Fr. Harrison addresses for me my own question: what is torture? I am well aware of several outspoken Catholic apologists who snort at that question as if the answer were self-evident to all honest men, but it isn't to me. For starters, there's a delegate in California who annually tries to define spanking a child as torture, so clearly we don't all start on the same page.
Where the subject of Bush's "enhanced interrogation techniques" comes in, while every fiber of my being has the Shepard Smith reaction to "torture" (I don't care if it helps or not, this is America, we don't do that), I simply can't consider putting a guy in a room with a bug torture. Waterboarding? I honestly don't know.
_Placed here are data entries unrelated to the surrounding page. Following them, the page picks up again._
use tracing_subscriber::{EnvFilter, FmtSubscriber};

pub fn init_logging(verbose: bool) {
    let filter = std::env::var("BARRAGE_LOG")
        .or_else(|_| std::env::var("RUST_LOG"))
        .map_or_else(
            |_| {
                if verbose {
                    EnvFilter::new("debug")
                } else {
                    EnvFilter::new("info")
                }
            },
            |value| EnvFilter::try_new(value).unwrap_or_else(|_| EnvFilter::new("info")),
        );

    let subscriber = FmtSubscriber::builder().with_env_filter(filter).finish();

    if let Err(err) = tracing::subscriber::set_global_default(subscriber) {
        eprintln!("Failed to set global default subscriber: {}", err);
    }
}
We do it routinely to our own servicemen to train them (and the men I know who've endured it scoff at the idea of its being torture; is that bravado or educated opinion?) and its purpose is precisely not to kill, maim or do any lasting psychological harm to the target.Even deciding what exactly we mean by torture is not easy. The Catechism of the Catholic Church describes it as "physical or moral violence" (CCC 2297); the definition given by the 1984 United Nations Convention on Torture is "the intentional infliction of severe pain." The words violence and severe are themselves somewhat vague. Who draws the line — and where? — as to which specific practices are harsh enough to correspond to those words? What has become clear in the contemporary debate is that while many shudder-evoking practices (which needn't be spelled out here) are recognized by everyone as meriting the name torture, there is no consensus about whether other less extreme interrogation techniques really count as torture: for instance, sleep deprivation, being kept under harsh temperatures or in uncomfortable positions, or "waterboarding" (which causes a brief, panic-inducing sensation of being about to drown but no pain or injury). Since no Catholic magisterial intervention so far offers any real guidance for resolving this controversy, the only methods we can be sure are included under "torture," when that word appears in Church documents, are those in the former group.
Is torture both deliberately to inflict as much pain as possible with utter indifference to the harm done to the person --indeed with delight in it?-- and also deliberately to punish while taking every precaution to preserve the individual from lasting harm?
That's what throws me: my own private definition (subject to education, re-thinking and correction), what I naturally consider torture, is the deliberate effort to maim and/or inflict severe pain and/or humiliation and/or psychological harm on another person. And I'd probably add: because you enjoy it or because you can. I think of true torture as having a dimension that is purely mean or depraved --and therefore is an intrinsic affront to the dignity of both the tortured and the torturer.
My own checklist is as follows.
- Death sentences carried out by any means other than as swiftly and painlessly as possible? Torture.
- Deliberate maiming? Torture.
- Inflicting pain by highly imaginative methods (indicating you savor the process)? Torture.
- Doing anything to inflict pain and suffering on lawful enemy combatants you capture? Torture.
- Doing anything to hurt captured persons --even masterminds-- long after they've ceased to have any contact with the outside world? Torture.
- Sexual deeds performed on captives? Torture.
- Abu Ghraib? Torture.
- Bush Admin's "enhanced interrogations"? Not sure.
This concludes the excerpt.